Developmental Toxicity Evaluation of 3'-Azido-3'-deoxythymidine (AZT; CAS No. 30516-87-1) and Dapsone (CAS No. 80-08-0) Administered by Gavage to Swiss Albino (CD-1®) Mice on Gestational Days 6 Through 15
Report Date: September 2004
The following abstract presents results of a study conducted by a contract laboratory for the National Toxicology Program. The findings may not have been peer reviewed and were not evaluated in accordance with the levels of evidence criteria established by NTP in March 2009. For more information, see the Explanation of Levels of Evidence for Developmental Toxicity. The findings and conclusions for this study should not be construed to represent the views of NTP or the U.S. Government.
In the present study, timed-mated Swiss albino (CD-1®) mice were dosed by gavage with AZT (0, 100, 200, or 400 mg/kg/day) and dapsone (0, 50, 100 or 200 mg/kg/day) alone or in combination on gestational days (gd) 6 through 15. The vehicle was 0.5% aqueous methylcellulose. Total daily doses were administered in two divided doses (morning and afternoon), each with a volume of 10 ml/kg body weight. The oral route corresponds to one of the commonly used routes in human patients. Dose selection was based on previous studies in which CD-1 mice were treated by gavage with AZT alone or dapsone alone or in combination from gd 6 through 15 (NTP, 1994; NTP, 2002).

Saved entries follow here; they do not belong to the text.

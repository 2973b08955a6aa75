//! Keyboard state tracking
//!
//! Key identifiers are the lower-cased `KeyboardEvent.key` strings. Several
//! physical layouts can feed the same logical action.

use std::collections::HashSet;

use serde::{Deserialize, Serialize};

/// Logical movement actions
#[derive(Debug, Clone, Copy, PartialEq, Eq, Hash)]
pub enum Action {
    Up,
    Down,
}

/// Key identifiers bound to each action
#[derive(Debug, Clone, PartialEq, Eq, Serialize, Deserialize)]
#[serde(default)]
pub struct KeyBindings {
    pub up: Vec<String>,
    pub down: Vec<String>,
}

impl Default for KeyBindings {
    fn default() -> Self {
        // Latin layout plus the same physical keys on a Russian layout
        Self {
            up: vec!["w".into(), "ц".into()],
            down: vec!["s".into(), "ы".into()],
        }
    }
}

impl KeyBindings {
    /// Lower-cased copy, matching how pressed keys are recorded
    pub fn normalized(&self) -> Self {
        fn lower(keys: &[String]) -> Vec<String> {
            keys.iter().map(|k| k.to_lowercase()).collect()
        }
        Self {
            up: lower(&self.up),
            down: lower(&self.down),
        }
    }

    /// First key bound to both actions
    pub fn conflict(&self) -> Option<&str> {
        self.up
            .iter()
            .find(|k| self.down.iter().any(|d| d.to_lowercase() == k.to_lowercase()))
            .map(String::as_str)
    }

    /// Action bound to `key`, if any
    pub fn action_for(&self, key: &str) -> Option<Action> {
        if self.up.iter().any(|k| k == key) {
            Some(Action::Up)
        } else if self.down.iter().any(|k| k == key) {
            Some(Action::Down)
        } else {
            None
        }
    }
}

/// Currently held keys
#[derive(Debug, Clone, Default)]
pub struct InputTracker {
    bindings: KeyBindings,
    held: HashSet<String>,
    /// Actions forced on by the autopilot
    forced: HashSet<Action>,
}

impl InputTracker {
    pub fn new(bindings: KeyBindings) -> Self {
        Self {
            bindings: bindings.normalized(),
            held: HashSet::new(),
            forced: HashSet::new(),
        }
    }

    pub fn key_down(&mut self, key: &str) {
        self.held.insert(key.to_lowercase());
    }

    pub fn key_up(&mut self, key: &str) {
        self.held.remove(&key.to_lowercase());
    }

    /// Forget every held key (window lost focus, new run)
    pub fn release_all(&mut self) {
        self.held.clear();
        self.forced.clear();
    }

    /// Override an action independently of the keyboard
    pub fn set_forced(&mut self, action: Action, on: bool) {
        if on {
            self.forced.insert(action);
        } else {
            self.forced.remove(&action);
        }
    }

    /// True if any key bound to `action` is down
    pub fn is_held(&self, action: Action) -> bool {
        self.forced.contains(&action)
            || self
                .held
                .iter()
                .any(|key| self.bindings.action_for(key) == Some(action))
    }
}
//! Frame composition
//!
//! `draw_frame` turns a [`GameState`] into drawing commands against a
//! [`Surface`]. The browser uses the canvas backend; tests and the headless
//! runner record into a [`DrawList`].

#[cfg(target_arch = "wasm32")]
pub mod canvas;

use glam::Vec2;

use crate::assets::Sprite;
use crate::sim::GameState;

/// Axis-aligned rectangle, top-left origin
#[derive(Debug, Clone, Copy, PartialEq)]
pub struct Rect {
    pub x: f32,
    pub y: f32,
    pub w: f32,
    pub h: f32,
}

impl Rect {
    pub const fn new(x: f32, y: f32, w: f32, h: f32) -> Self {
        Self { x, y, w, h }
    }
}

#[derive(Debug, Clone, Copy, PartialEq, Eq)]
pub struct Color {
    pub r: u8,
    pub g: u8,
    pub b: u8,
}

impl Color {
    pub const WALL: Color = Color::rgb(128, 128, 128);
    pub const BATTERY: Color = Color::rgb(255, 255, 0);

    pub const fn rgb(r: u8, g: u8, b: u8) -> Self {
        Self { r, g, b }
    }

    /// CSS colour string for canvas fill styles
    pub fn css(&self) -> String {
        format!("rgb({}, {}, {})", self.r, self.g, self.b)
    }
}

/// Drawing primitives the game needs
pub trait Surface {
    fn draw_image(&mut self, sprite: Sprite, dest: Rect);
    fn fill_rect(&mut self, rect: Rect, color: Color);
    fn fill_circle(&mut self, center: Vec2, radius: f32, color: Color);
}

/// Draw one frame: background, player, walls, batteries (back to front)
pub fn draw_frame<S: Surface + ?Sized>(state: &GameState, surface: &mut S) {
    let t = &state.tuning;

    surface.draw_image(
        Sprite::Background,
        Rect::new(0.0, 0.0, t.surface_width, t.surface_height),
    );
    surface.draw_image(
        Sprite::Player,
        Rect::new(
            t.player_x,
            state.player_y - t.player_half(),
            t.player_size,
            t.player_size,
        ),
    );

    for wall in &state.obstacles {
        surface.fill_rect(Rect::new(wall.x, wall.y, t.wall_width, wall.height), Color::WALL);
    }

    let r = t.pickup_radius;
    for battery in &state.pickups {
        surface.fill_circle(Vec2::new(battery.x + r, battery.y + r), r, Color::BATTERY);
    }
}

/// A recorded drawing command
#[derive(Debug, Clone, PartialEq)]
pub enum DrawCmd {
    Image(Sprite, Rect),
    Rect(Rect, Color),
    Circle(Vec2, f32, Color),
}

/// Surface that records commands instead of drawing
#[derive(Debug, Default)]
pub struct DrawList {
    pub commands: Vec<DrawCmd>,
}

impl Surface for DrawList {
    fn draw_image(&mut self, sprite: Sprite, dest: Rect) {
        self.commands.push(DrawCmd::Image(sprite, dest));
    }

    fn fill_rect(&mut self, rect: Rect, color: Color) {
        self.commands.push(DrawCmd::Rect(rect, color));
    }

    fn fill_circle(&mut self, center: Vec2, radius: f32, color: Color) {
        self.commands.push(DrawCmd::Circle(center, radius, color));
    }
}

Timed-mated mice (20-21 per group) were monitored at regular intervals for clinical signs of toxicity, feed consumption, and body weight. At necropsy (gd 17), the following observations were made: clinical condition; maternal body, and gravid uterine weights; pregnancy status; and number of corpora lutea. In the gravid uterus, the numbers of prenatal deaths (resorptions and/or dead fetuses) and live fetuses were recorded. Live fetuses were weighed, sexed, and examined for morphological anomalies (external, visceral, and skeletal). The study was performed in two replicates. Thus, the experimental design was a three-way matrix: AZT (4 dose levels) x DAP (4 dose levels) x REP (2 replicates).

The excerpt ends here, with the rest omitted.